After Lesson 10, the bridge code is functionally equivalent to 428cc26 modulo doc comments. The only difference from the reference should be the integration test — clob_fills_flow_into_payload doesn't exist in your code yet. That's Lesson 11.

Return:

git checkout main

Common questions

Q: What if pending_fills has many fills (say 1000)? std::mem::take is still O(1). The Vec itself owns a heap allocation; mem::take swaps the (pointer, length, capacity) triple. No element-by-element work. The downstream consumer eventually iterates over the 1000 fills, but that's their cost, not the drain's.

Q: Could two build_payload calls race and both think they have the full fill set? No, because std::mem::take is under a MutexGuard. While the lock is held, no other thread can acquire the lock. The first build_payload gets the full set; the second gets an empty Vec (because the first replaced it with Vec::default()). The mutex serializes the drains.

Q: What if build_payload errors out after the drain? The fills are gone from pending_fills but never made it into a payload. They're effectively lost — submitted but not committed. This is a real bug class that production code should handle (e.g., save the drained fills to a recovery queue before doing the rest of build_payload).
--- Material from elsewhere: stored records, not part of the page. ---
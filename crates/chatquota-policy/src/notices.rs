use chrono::{DateTime, Utc};
use std::collections::HashMap;

#[derive(Debug, Clone, Copy, PartialEq, Eq, Hash)]
pub enum NoticeKind {
    EmptyMessage,
    QuotaWarning,
    LimitExceeded,
    UserBlocked,
    EmptyMessageBlocked,
    SwearWordBlocked,
}

impl NoticeKind {
    pub const ALL: [NoticeKind; 6] = [
        NoticeKind::EmptyMessage,
        NoticeKind::QuotaWarning,
        NoticeKind::LimitExceeded,
        NoticeKind::UserBlocked,
        NoticeKind::EmptyMessageBlocked,
        NoticeKind::SwearWordBlocked,
    ];

    /// Key used in the stored notification maps.
    pub fn key(&self) -> &'static str {
        match self {
            NoticeKind::EmptyMessage => "empty_message",
            NoticeKind::QuotaWarning => "warning_3_messages",
            NoticeKind::LimitExceeded => "limit_exceeded",
            NoticeKind::UserBlocked => "user_blocked",
            NoticeKind::EmptyMessageBlocked => "empty_message_blocked",
            NoticeKind::SwearWordBlocked => "swear_word_blocked",
        }
    }

    pub fn from_key(key: &str) -> Option<Self> {
        Self::ALL.into_iter().find(|kind| kind.key() == key.trim())
    }

    pub fn fallback(&self) -> &'static str {
        match self {
            NoticeKind::EmptyMessage => {
                "⚠️ <b>Внимание!</b>\n\
                 Просто картинки/стикеры/видео без текста нельзя отправлять в чат.\n\
                 Оформите объявление текстом или добавьте описание к медиа."
            }
            NoticeKind::QuotaWarning => {
                "⚠️ <b>Внимание!</b>\n\n\
                 У вас осталось {N} бесплатных сообщений в этом месяце."
            }
            NoticeKind::LimitExceeded => {
                "🚫 <b>Лимит сообщений исчерпан</b>\n\n\
                 Вы использовали все {user_limit} сообщений в этом месяце.\n\
                 Доступ восстановится 1-го числа следующего месяца.\n\n\
                 📞 Для покупки дополнительных сообщений: {contact_link}"
            }
            NoticeKind::UserBlocked => {
                "🚫 <b>Вы заблокированы</b>\n\n\
                 Блокировка действует до: {mute_until}\n\n\
                 📞 Администратор может снять блокировку досрочно. {contact_link}"
            }
            NoticeKind::EmptyMessageBlocked => {
                "🚫 <b>Блокировка за пустые сообщения</b>\n\n\
                 Вы отправили 3 пустых медиа-сообщения подряд без текста.\n\
                 Заблокирован до: {mute_until}\n\n\
                 📞 Администратор может снять блокировку досрочно."
            }
            NoticeKind::SwearWordBlocked => {
                "🚫 <b>Блокировка за запрещенное слово</b>\n\n\
                 Обнаружено запрещенное слово: <code>{word}</code>\n\
                 {text}\n\
                 Вы заблокированы до: {mute_until}\n\
                 📞 Администратор может снять блокировку досрочно."
            }
        }
    }
}

/// Notice texts for one room, one per kind.
#[derive(Debug, Clone, PartialEq, Eq)]
pub struct NoticeTemplates {
    texts: HashMap<NoticeKind, String>,
}

impl NoticeTemplates {
    /// Room override, then global default, then the compiled fallback.
    pub fn resolve(
        room: Option<&HashMap<String, String>>,
        global: Option<&HashMap<String, String>>,
    ) -> Self {
        let pick = |layer: Option<&HashMap<String, String>>, kind: NoticeKind| {
            layer
                .and_then(|map| map.get(kind.key()))
                .filter(|text| !text.trim().is_empty())
                .cloned()
        };

        let texts = NoticeKind::ALL
            .into_iter()
            .map(|kind| {
                let text = pick(room, kind)
                    .or_else(|| pick(global, kind))
                    .unwrap_or_else(|| kind.fallback().to_string());
                (kind, text)
            })
            .collect();

        Self { texts }
    }

    pub fn get(&self, kind: NoticeKind) -> &str {
        self.texts
            .get(&kind)
            .map(String::as_str)
            .unwrap_or_else(|| kind.fallback())
    }
}

impl Default for NoticeTemplates {
    fn default() -> Self {
        Self::resolve(None, None)
    }
}

/// Replaces `{name}` placeholders. Unknown placeholders stay as written.
pub fn render(template: &str, vars: &[(&str, &str)]) -> String {
    let mut out = template.to_string();
    for (name, value) in vars {
        out = out.replace(&format!("{{{}}}", name), value);
    }
    out
}

pub fn format_mute_until(until: &DateTime<Utc>) -> String {
    until.format("%d.%m.%Y %H:%M").to_string()
}

pub fn mask_word(word: &str) -> String {
    "*".repeat(word.chars().count())
}

pub fn escape_html(text: &str) -> String {
    let mut out = String::with_capacity(text.len());
    for c in text.chars() {
        match c {
            '&' => out.push_str("&amp;"),
            '<' => out.push_str("&lt;"),
            '>' => out.push_str("&gt;"),
            '"' => out.push_str("&quot;"),
            '\'' => out.push_str("&#x27;"),
            _ => out.push(c),
        }
    }
    out
}
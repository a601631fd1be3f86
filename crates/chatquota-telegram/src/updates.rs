use chatquota_ipc::{BusEvent, InboundMessage, MediaKind, MemberStatus, SenderInfo};
use serde::{Deserialize, Serialize};

#[derive(Debug, Clone, Serialize, Deserialize)]
pub struct TelegramUpdate {
    pub update_id: i64,
    #[serde(default)]
    pub message: Option<TelegramMessage>,
    #[serde(default)]
    pub my_chat_member: Option<TelegramChatMemberUpdated>,
}

#[derive(Debug, Clone, Serialize, Deserialize)]
pub struct TelegramMessage {
    pub message_id: i64,
    pub chat: TelegramChat,
    #[serde(default)]
    pub from: Option<TelegramUser>,
    #[serde(default)]
    pub text: Option<String>,
    #[serde(default)]
    pub caption: Option<String>,
    #[serde(default)]
    pub media_group_id: Option<String>,
    #[serde(default)]
    pub photo: Option<Vec<TelegramFile>>,
    #[serde(default)]
    pub sticker: Option<TelegramFile>,
    #[serde(default)]
    pub animation: Option<TelegramFile>,
    #[serde(default)]
    pub video: Option<TelegramFile>,
    #[serde(default)]
    pub video_note: Option<TelegramFile>,
    #[serde(default)]
    pub voice: Option<TelegramFile>,
    #[serde(default)]
    pub document: Option<TelegramFile>,
    #[serde(default)]
    pub audio: Option<TelegramFile>,
}

#[derive(Debug, Clone, Serialize, Deserialize)]
pub struct TelegramFile {
    pub file_id: String,
}

#[derive(Debug, Clone, Serialize, Deserialize)]
pub struct TelegramChat {
    pub id: i64,
    #[serde(rename = "type")]
    pub chat_type: String,
    #[serde(default)]
    pub title: Option<String>,
}

#[derive(Debug, Clone, Serialize, Deserialize)]
pub struct TelegramUser {
    pub id: i64,
    #[serde(default)]
    pub is_bot: bool,
    #[serde(default)]
    pub username: Option<String>,
    #[serde(default)]
    pub first_name: Option<String>,
    #[serde(default)]
    pub last_name: Option<String>,
}

/// The bot's own membership changed in a chat.
#[derive(Debug, Clone, Serialize, Deserialize)]
pub struct TelegramChatMemberUpdated {
    pub chat: TelegramChat,
    pub new_chat_member: TelegramChatMember,
}

#[derive(Debug, Clone, Serialize, Deserialize)]
pub struct TelegramChatMember {
    pub status: String,
    #[serde(default)]
    pub user: Option<TelegramUser>,
}

impl TelegramMessage {
    pub fn media_kind(&self) -> Option<MediaKind> {
        if self.photo.as_ref().is_some_and(|sizes| !sizes.is_empty()) {
            Some(MediaKind::Photo)
        } else if self.sticker.is_some() {
            Some(MediaKind::Sticker)
        } else if self.animation.is_some() {
            // Animations also carry a `document` field.
            Some(MediaKind::Animation)
        } else if self.video.is_some() {
            Some(MediaKind::Video)
        } else if self.video_note.is_some() {
            Some(MediaKind::VideoNote)
        } else if self.voice.is_some() {
            Some(MediaKind::Voice)
        } else if self.document.is_some() {
            Some(MediaKind::Document)
        } else if self.audio.is_some() {
            Some(MediaKind::Audio)
        } else {
            None
        }
    }

    /// Service messages without text or media yield `None`.
    pub fn to_inbound(&self) -> Option<InboundMessage> {
        let media = self.media_kind();
        if self.text.is_none() && self.caption.is_none() && media.is_none() {
            return None;
        }

        let mut inbound = InboundMessage::new("telegram", self.chat.id, self.message_id);
        inbound.room_title = self.chat.title.clone();
        inbound.sender = self.from.as_ref().map(|user| SenderInfo {
            id: user.id,
            is_bot: user.is_bot,
            username: user.username.clone(),
            first_name: user.first_name.clone(),
            last_name: user.last_name.clone(),
        });
        inbound.text = self.text.clone();
        inbound.caption = self.caption.clone();
        inbound.media = media;
        inbound.album_id = self.media_group_id.clone();
        Some(inbound)
    }
}

impl TelegramUpdate {
    pub fn to_event(&self) -> Option<BusEvent> {
        if let Some(message) = &self.message {
            return message.to_inbound().map(BusEvent::Message);
        }
        self.my_chat_member.as_ref().map(|change| BusEvent::BotMembership {
            room_id: change.chat.id,
            room_title: change.chat.title.clone(),
            status: MemberStatus::parse(&change.new_chat_member.status)
                .unwrap_or(MemberStatus::Member),
        })
    }
}

#[cfg(test)]
mod tests {
    use super::*;

    fn update(json: &str) -> TelegramUpdate {
        serde_json::from_str(json).expect("valid update")
    }

    #[test]
    fn album_photo_becomes_inbound_media() {
        let event = update(
            r#"{
                "update_id": 10,
                "message": {
                    "message_id": 501,
                    "chat": {"id": -1001234567890, "type": "supergroup", "title": "Market"},
                    "from": {"id": 42, "is_bot": false, "first_name": "Ivan", "username": "ivan"},
                    "media_group_id": "13579",
                    "photo": [{"file_id": "small"}, {"file_id": "large"}]
                }
            }"#,
        )
        .to_event();

        let Some(BusEvent::Message(message)) = event else {
            panic!("expected message event");
        };
        assert_eq!(message.room_id, -1001234567890);
        assert_eq!(message.room_title.as_deref(), Some("Market"));
        assert_eq!(message.media, Some(MediaKind::Photo));
        assert_eq!(message.album_id.as_deref(), Some("13579"));
        assert!(message.has_media_without_caption());
        let sender = message.sender.expect("sender");
        assert_eq!(sender.id, 42);
        assert_eq!(sender.username.as_deref(), Some("ivan"));
    }

    #[test]
    fn animation_wins_over_its_document() {
        let message: TelegramMessage = serde_json::from_str(
            r#"{
                "message_id": 7,
                "chat": {"id": -1001, "type": "group"},
                "animation": {"file_id": "gif"},
                "document": {"file_id": "gif"},
                "caption": "Продаю"
            }"#,
        )
        .expect("valid message");
        assert_eq!(message.media_kind(), Some(MediaKind::Animation));
        let inbound = message.to_inbound().expect("inbound");
        assert_eq!(inbound.body_text(), "Продаю");
    }

    #[test]
    fn service_messages_are_dropped() {
        let event = update(
            r#"{
                "update_id": 11,
                "message": {
                    "message_id": 502,
                    "chat": {"id": -1001234567890, "type": "supergroup"},
                    "from": {"id": 42}
                }
            }"#,
        )
        .to_event();
        assert!(event.is_none());
    }

    #[test]
    fn bot_membership_change_is_forwarded() {
        let event = update(
            r#"{
                "update_id": 12,
                "my_chat_member": {
                    "chat": {"id": -1001234567890, "type": "supergroup", "title": "Market"},
                    "from": {"id": 1},
                    "new_chat_member": {"status": "left", "user": {"id": 999, "is_bot": true}}
                }
            }"#,
        )
        .to_event();

        match event {
            Some(BusEvent::BotMembership {
                room_id, status, ..
            }) => {
                assert_eq!(room_id, -1001234567890);
                assert_eq!(status, MemberStatus::Left);
            }
            other => panic!("unexpected event: {:?}", other),
        }
    }
}
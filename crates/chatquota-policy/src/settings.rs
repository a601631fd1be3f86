use crate::notices::NoticeTemplates;
use chatquota_storage::{GlobalSettings, RoomRecord, SEED_MESSAGE_LIMIT, SEED_MIN_LENGTH};

/// Fully resolved moderation inputs for one room.
///
/// Every field is populated: room values win when set and non-empty, then the global row, then
/// the compiled-in seed.
#[derive(Debug, Clone, PartialEq, Eq)]
pub struct EffectiveSettings {
    pub limit: u32,
    pub min_length: usize,
    pub banned_words: Vec<String>,
    pub exclusions: Vec<String>,
    pub exclusions_use_regex: bool,
    pub notices: NoticeTemplates,
    pub contact_link: String,
    pub auto_unblock_days: u32,
    pub security_log_enabled: bool,
}

impl EffectiveSettings {
    pub fn resolve(room: Option<&RoomRecord>, global: Option<&GlobalSettings>) -> Self {
        let seed = GlobalSettings::default();
        let global = global.unwrap_or(&seed);

        let limit = room
            .and_then(|r| r.message_limit)
            .filter(|limit| *limit > 0)
            .or(Some(global.default_message_limit).filter(|limit| *limit > 0))
            .unwrap_or(SEED_MESSAGE_LIMIT);

        let min_length = Some(global.default_min_length)
            .filter(|length| *length > 0)
            .unwrap_or(SEED_MIN_LENGTH) as usize;

        let banned_words = room
            .and_then(|r| r.banned_words.as_deref())
            .and_then(non_blank)
            .or_else(|| non_blank(&global.default_banned_words))
            .unwrap_or_else(|| non_blank(&seed.default_banned_words).unwrap_or_default());

        let exclusions = room
            .and_then(|r| non_blank(&r.exclude_words))
            .or_else(|| non_blank(&global.default_exclude_words))
            .unwrap_or_default();

        let exclusions_use_regex = room
            .and_then(|r| r.exclude_use_regex)
            .unwrap_or(global.default_exclude_use_regex);

        let notices = NoticeTemplates::resolve(
            room.map(|r| &r.notification_overrides),
            Some(&global.default_notifications),
        );

        Self {
            limit,
            min_length,
            banned_words,
            exclusions,
            exclusions_use_regex,
            notices,
            contact_link: global.contact_link.clone(),
            auto_unblock_days: global.auto_unblock_days,
            security_log_enabled: global.security_log_enabled,
        }
    }

    /// Compiled-in defaults, used when the store cannot be read.
    pub fn seed() -> Self {
        Self::resolve(None, None)
    }
}

fn non_blank(items: &[String]) -> Option<Vec<String>> {
    let cleaned: Vec<String> = items
        .iter()
        .map(|item| item.trim())
        .filter(|item| !item.is_empty())
        .map(str::to_string)
        .collect();
    if cleaned.is_empty() {
        None
    } else {
        Some(cleaned)
    }
}

#[cfg(test)]
mod tests {
    use super::EffectiveSettings;
    use crate::NoticeKind;
    use chatquota_storage::{GlobalSettings, RoomRecord};
    use std::collections::HashMap;

    fn room() -> RoomRecord {
        RoomRecord {
            id: -1001,
            title: None,
            message_limit: None,
            exclude_words: Vec::new(),
            exclude_use_regex: None,
            banned_words: None,
            notification_overrides: HashMap::new(),
            is_active: true,
        }
    }

    #[test]
    fn seed_is_fully_populated() {
        let seed = EffectiveSettings::seed();
        assert_eq!(seed.limit, 5);
        assert_eq!(seed.min_length, 20);
        assert!(!seed.banned_words.is_empty());
        assert!(seed.exclusions.is_empty());
        assert!(!seed.exclusions_use_regex);
        assert!(seed.security_log_enabled);
    }

    #[test]
    fn room_values_override_global() {
        let global = GlobalSettings {
            default_message_limit: 9,
            default_exclude_words: vec!["#ad".to_string()],
            ..GlobalSettings::default()
        };
        let mut r = room();
        r.message_limit = Some(3);
        r.banned_words = Some(vec!["spam".to_string()]);
        r.exclude_words = vec!["price".to_string()];
        r.exclude_use_regex = Some(true);

        let settings = EffectiveSettings::resolve(Some(&r), Some(&global));
        assert_eq!(settings.limit, 3);
        assert_eq!(settings.banned_words, vec!["spam".to_string()]);
        assert_eq!(settings.exclusions, vec!["price".to_string()]);
        assert!(settings.exclusions_use_regex);
    }

    #[test]
    fn empty_room_values_fall_back_to_global() {
        let global = GlobalSettings {
            default_message_limit: 9,
            default_banned_words: vec!["scam".to_string()],
            default_exclude_words: vec!["#ad".to_string()],
            default_exclude_use_regex: true,
            ..GlobalSettings::default()
        };
        let mut r = room();
        r.banned_words = Some(vec!["  ".to_string()]);
        r.exclude_words = vec![String::new()];

        let settings = EffectiveSettings::resolve(Some(&r), Some(&global));
        assert_eq!(settings.limit, 9);
        assert_eq!(settings.banned_words, vec!["scam".to_string()]);
        assert_eq!(settings.exclusions, vec!["#ad".to_string()]);
        assert!(settings.exclusions_use_regex);
    }

    #[test]
    fn empty_global_lists_fall_back_to_seed() {
        let global = GlobalSettings {
            default_message_limit: 0,
            default_banned_words: Vec::new(),
            ..GlobalSettings::default()
        };
        let settings = EffectiveSettings::resolve(None, Some(&global));
        assert_eq!(settings.limit, 5);
        assert_eq!(settings.banned_words, EffectiveSettings::seed().banned_words);
    }

    #[test]
    fn zero_min_length_falls_back_to_seed() {
        let global = GlobalSettings {
            default_min_length: 0,
            ..GlobalSettings::default()
        };
        let settings = EffectiveSettings::resolve(None, Some(&global));
        assert_eq!(settings.min_length, 20);

        let global = GlobalSettings {
            default_min_length: 35,
            ..GlobalSettings::default()
        };
        let settings = EffectiveSettings::resolve(None, Some(&global));
        assert_eq!(settings.min_length, 35);
    }

    #[test]
    fn notices_layer_room_over_global() {
        let mut global = GlobalSettings::default();
        global
            .default_notifications
            .insert("limit_exceeded".to_string(), "global limit".to_string());
        global
            .default_notifications
            .insert("user_blocked".to_string(), "global blocked".to_string());
        let mut r = room();
        r.notification_overrides
            .insert("limit_exceeded".to_string(), "room limit".to_string());

        let settings = EffectiveSettings::resolve(Some(&r), Some(&global));
        assert_eq!(settings.notices.get(NoticeKind::LimitExceeded), "room limit");
        assert_eq!(settings.notices.get(NoticeKind::UserBlocked), "global blocked");
        assert_eq!(
            settings.notices.get(NoticeKind::QuotaWarning),
            NoticeKind::QuotaWarning.fallback()
        );
    }
}
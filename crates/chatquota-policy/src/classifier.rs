use crate::settings::EffectiveSettings;
use regex::{Regex, RegexBuilder};
use tracing::warn;

#[derive(Debug, Clone, PartialEq, Eq)]
pub enum Classification {
    Count,
    RejectBanned { word: String },
    IgnoreShort { length: usize, min: usize },
    IgnoreEmptyMedia,
    Excepted { pattern: String },
}

impl Classification {
    pub fn label(&self) -> &'static str {
        match self {
            Classification::Count => "count",
            Classification::RejectBanned { .. } => "reject_banned",
            Classification::IgnoreShort { .. } => "ignore_short",
            Classification::IgnoreEmptyMedia => "ignore_empty_media",
            Classification::Excepted { .. } => "excepted",
        }
    }
}

/// Classifies one submission. The checks run in a fixed order and the first hit wins:
/// empty media, banned word, length, exclusion.
pub fn classify(
    text: &str,
    has_media_without_caption: bool,
    settings: &EffectiveSettings,
) -> Classification {
    if has_media_without_caption {
        return Classification::IgnoreEmptyMedia;
    }

    if let Some(word) = find_banned_word(text, &settings.banned_words) {
        return Classification::RejectBanned { word };
    }

    let length = text_length(text);
    if length < settings.min_length {
        return Classification::IgnoreShort {
            length,
            min: settings.min_length,
        };
    }

    if let Some(pattern) =
        matches_exclusion(text, &settings.exclusions, settings.exclusions_use_regex)
    {
        return Classification::Excepted { pattern };
    }

    Classification::Count
}

/// Character count with line breaks and tabs removed. Spaces count.
pub fn text_length(text: &str) -> usize {
    text.chars()
        .filter(|c| !matches!(c, '\n' | '\r' | '\t'))
        .count()
}

/// Whole-word, case-insensitive search. Returns the configured word that matched.
pub fn find_banned_word(text: &str, banned_words: &[String]) -> Option<String> {
    if text.trim().is_empty() {
        return None;
    }
    let lowered = text.to_lowercase();

    for word in banned_words {
        let needle = word.trim().to_lowercase();
        if needle.is_empty() {
            continue;
        }
        let pattern = format!(r"\b{}\b", regex::escape(&needle));
        match Regex::new(&pattern) {
            Ok(re) if re.is_match(&lowered) => return Some(word.trim().to_string()),
            Ok(_) => {}
            Err(e) => warn!("Skipping banned word '{}': {}", word, e),
        }
    }
    None
}

/// Returns the first exclusion entry found in `text`. A malformed regex entry is matched as a
/// plain substring instead.
pub fn matches_exclusion(text: &str, patterns: &[String], use_regex: bool) -> Option<String> {
    let lowered = text.to_lowercase();

    for raw in patterns {
        let pattern = raw.trim();
        if pattern.is_empty() {
            continue;
        }

        let hit = if use_regex {
            match RegexBuilder::new(pattern).case_insensitive(true).build() {
                Ok(re) => re.is_match(text),
                Err(e) => {
                    warn!(
                        "Invalid exclusion pattern '{}', falling back to substring match: {}",
                        pattern, e
                    );
                    lowered.contains(&pattern.to_lowercase())
                }
            }
        } else {
            lowered.contains(&pattern.to_lowercase())
        };

        if hit {
            return Some(pattern.to_string());
        }
    }
    None
}

/// Replaces every case-insensitive occurrence of a banned word with asterisks.
pub fn mask_banned_words(text: &str, banned_words: &[String]) -> String {
    let mut masked = text.to_string();
    for word in banned_words {
        let needle = word.trim();
        if needle.is_empty() {
            continue;
        }
        let re = match RegexBuilder::new(&regex::escape(needle))
            .case_insensitive(true)
            .build()
        {
            Ok(re) => re,
            Err(_) => continue,
        };
        let mask = "*".repeat(needle.chars().count());
        masked = re.replace_all(&masked, mask.as_str()).into_owned();
    }
    masked
}
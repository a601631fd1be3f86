//! chatquota Core
//!
//! Moderation engine and the event loop that feeds it

mod album;
mod clock;
mod commands;
mod engine;
mod error;
mod ledger;
mod mute;
mod reaper;
mod store;

pub use album::{AlbumAggregator, AlbumBuffer, AlbumKey, AlbumPush};
pub use clock::{Clock, SystemClock};
pub use commands::{MemberCommand, RoomStats, StatusView};
pub use engine::{
    invalid_exclusions, EngineOptions, EngineResult, LimitChange, ModerationEngine, Outcome,
    SkipReason, SweepReport,
};
pub use error::EngineError;
pub use ledger::{effective_limit, Admission, Refresh, Tally, WARNING_THRESHOLD};
pub use mute::{
    first_day_of_next_month, month_start, timed_mute_until, MuteState, StrikeBook,
    STRIKE_THRESHOLD, TIMED_MUTE_DAYS,
};
pub use reaper::NoticeReaper;
pub use store::{shared, QuotaStore, SharedStore};

use anyhow::Result;
use chatquota_config::ModerationConfig;
use chatquota_ipc::{BusEvent, EventBus};
use std::sync::Arc;
use std::time::Duration;
use tokio::sync::{broadcast, Semaphore};
use tracing::{debug, error, info, warn};

/// Drains the event bus into the engine, one task per event.
pub struct ModerationRuntime {
    engine: ModerationEngine,
    inbound_rx: broadcast::Receiver<BusEvent>,
    max_inflight: usize,
    prune_interval: Duration,
}

impl ModerationRuntime {
    /// Subscribes right away so events published before `run` are not lost.
    pub fn new(engine: ModerationEngine, event_bus: &EventBus, config: &ModerationConfig) -> Self {
        Self {
            engine,
            inbound_rx: event_bus.subscribe(),
            max_inflight: config.max_inflight_events.max(1),
            prune_interval: Duration::from_secs(config.prune_interval_secs.max(1)),
        }
    }

    pub fn engine(&self) -> &ModerationEngine {
        &self.engine
    }

    /// Runs until the event bus closes.
    pub async fn run(self) -> Result<()> {
        let mut inbound_rx = self.inbound_rx;
        let semaphore = Arc::new(Semaphore::new(self.max_inflight));
        let mut prune_interval = tokio::time::interval(self.prune_interval);

        info!(
            "Moderation runtime started (max in-flight events: {})",
            self.max_inflight
        );

        loop {
            tokio::select! {
                result = inbound_rx.recv() => {
                    match result {
                        Ok(event) => {
                            let engine = self.engine.clone();
                            let semaphore = Arc::clone(&semaphore);
                            let trace_id = event.trace_id().to_string();

                            tokio::spawn(async move {
                                let _permit = match semaphore.acquire_owned().await {
                                    Ok(permit) => permit,
                                    Err(err) => {
                                        error!(
                                            "Moderation semaphore closed (trace_id={}): {}",
                                            trace_id, err
                                        );
                                        return;
                                    }
                                };

                                match engine.handle_event(event).await {
                                    Ok(outcome) => {
                                        debug!("Event handled (trace_id={}): {:?}", trace_id, outcome);
                                    }
                                    Err(e) => {
                                        error!(
                                            "Error processing event (trace_id={}): {}",
                                            trace_id, e
                                        );
                                    }
                                }
                            });
                        }
                        Err(broadcast::error::RecvError::Closed) => {
                            info!("Event bus closed, stopping moderation runtime");
                            break;
                        }
                        Err(broadcast::error::RecvError::Lagged(n)) => {
                            warn!("Event bus lagged by {} events", n);
                        }
                    }
                }
                _ = prune_interval.tick() => {
                    self.engine.prune().await;
                }
            }
        }

        Ok(())
    }
}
For our v0 single-validator devnet, the failure path is rare enough that we accept the loss; production hardening is downstream work.

Q: Why is drained_fills not in the state lock — it's locked separately? Because pending_fills and state are separate mutexes (the Lesson 9 design decision). We lock state first (to compute the new payload ID), then briefly lock pending_fills (just for the swap), then continue using the state lock to insert into pending. Two short locks beat one long lock when the operations are independent.

Next lesson (Lesson 11)

The bridge has the data flow. Nothing yet proves it works end-to-end. Lesson 11 writes the clob_fills_flow_into_payload integration test:

  1. Bootstrap a real Reth EthereumNode (same pattern as course 6).
  2. Construct LiveRethEvmBridge with the live provider.
  3. Call build_payload on an empty book — verify no fills attached (payload_fills returns Some(vec![])).
  4. Submit a maker BID @ 100, then a crossing taker SELL @ 100 — fill is produced.
  5. Verify pending_fill_count == 1.
  6. Build the next payload — verify the fill is drained AND attached.
  7. Verify pending_fill_count == 0.
  8. Verify the earlier (pre-orders) payload was NOT retroactively filled (drain is forward-only).

After Lesson 11, you have a single integration test that exercises the entire Course 7 pipeline. That's the "we built a working CLOB-integrated bridge" milestone.

Summary (3 lines)

  • build_payload override drains pending_fills and emits them as zero-gas system txs. Fills become first-class L1 records.
  • Atomicity with the block; idempotent drain. System tx address = bridge, data = encoded Fill, gas = 0.
  • Tests assert payload contains the fill system tx. Production: batch into one large tx for performance. Next: integration test milestone.